WHAT YOU SHOULD DO:
What is needed is an exact copy of all the entries.

(EXTRACTED RECORDS begins)

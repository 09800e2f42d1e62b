//! Object store abstraction
//!
//! The listing layer only needs one capability from a store: a
//! non-recursive, delimiter-scoped listing of the keys under a prefix.

use async_trait::async_trait;
use chrono::{DateTime, Utc};

use crate::error::StoreError;

/// A normalized listing query sent to the store.
#[derive(Debug, Clone, PartialEq, Eq)]
pub struct ListingRequest {
    pub prefix: String,
    pub delimiter: String,
}

impl ListingRequest {
    pub fn new(prefix: impl Into<String>, delimiter: impl Into<String>) -> Self {
        Self {
            prefix: prefix.into(),
            delimiter: delimiter.into(),
        }
    }
}

/// Metadata the store reports for one concrete object.
#[derive(Debug, Clone, PartialEq, Eq)]
pub struct StoredObject {
    pub key: String,
    pub size: u64,
    pub last_modified: DateTime<Utc>,
}

/// One page of a delimiter-scoped listing.
#[derive(Debug, Clone, Default, PartialEq, Eq)]
pub struct StoreResponse {
    /// Grouped key prefixes, each ending with the delimiter.
    pub common_prefixes: Vec<String>,
    pub objects: Vec<StoredObject>,
    /// Token for the next page; `None` once the listing is exhausted.
    pub next_continuation: Option<String>,
}

/// A store that can be listed by prefix and delimiter.
#[async_trait]
pub trait ObjectStore: Send + Sync {
    /// Fetch a single page. `continuation` is `None` for the first page and
    /// the previous page's `next_continuation` afterwards.
    async fn list_page(
        &self,
        request: &ListingRequest,
        continuation: Option<String>,
    ) -> Result<StoreResponse, StoreError>;
}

(EXTRACTED RECORDS ends)

OUTPUT OF THE TASK:
repository 09800e2f42d1e62b
//! Object store abstraction
//!
//! The listing layer only needs one capability from a store: a
//! non-recursive, delimiter-scoped listing of the keys under a prefix.

use async_trait::async_trait;
use chrono::{DateTime, Utc};

use crate::error::StoreError;

/// A normalized listing query sent to the store.
#[derive(Debug, Clone, PartialEq, Eq)]
pub struct ListingRequest {
    pub prefix: String,
    pub delimiter: String,
}

impl ListingRequest {
    pub fn new(prefix: impl Into<String>, delimiter: impl Into<String>) -> Self {
        Self {
            prefix: prefix.into(),
            delimiter: delimiter.into(),
        }
    }
}

/// Metadata the store reports for one concrete object.
#[derive(Debug, Clone, PartialEq, Eq)]
pub struct StoredObject {
    pub key: String,
    pub size: u64,
    pub last_modified: DateTime<Utc>,
}

/// One page of a delimiter-scoped listing.
#[derive(Debug, Clone, Default, PartialEq, Eq)]
pub struct StoreResponse {
    /// Grouped key prefixes, each ending with the delimiter.
    pub common_prefixes: Vec<String>,
    pub objects: Vec<StoredObject>,
    /// Token for the next page; `None` once the listing is exhausted.
    pub next_continuation: Option<String>,
}

/// A store that can be listed by prefix and delimiter.
#[async_trait]
pub trait ObjectStore: Send + Sync {
    /// Fetch a single page. `continuation` is `None` for the first page and
    /// the previous page's `next_continuation` afterwards.
    async fn list_page(
        &self,
        request: &ListingRequest,
        continuation: Option<String>,
    ) -> Result<StoreResponse, StoreError>;
}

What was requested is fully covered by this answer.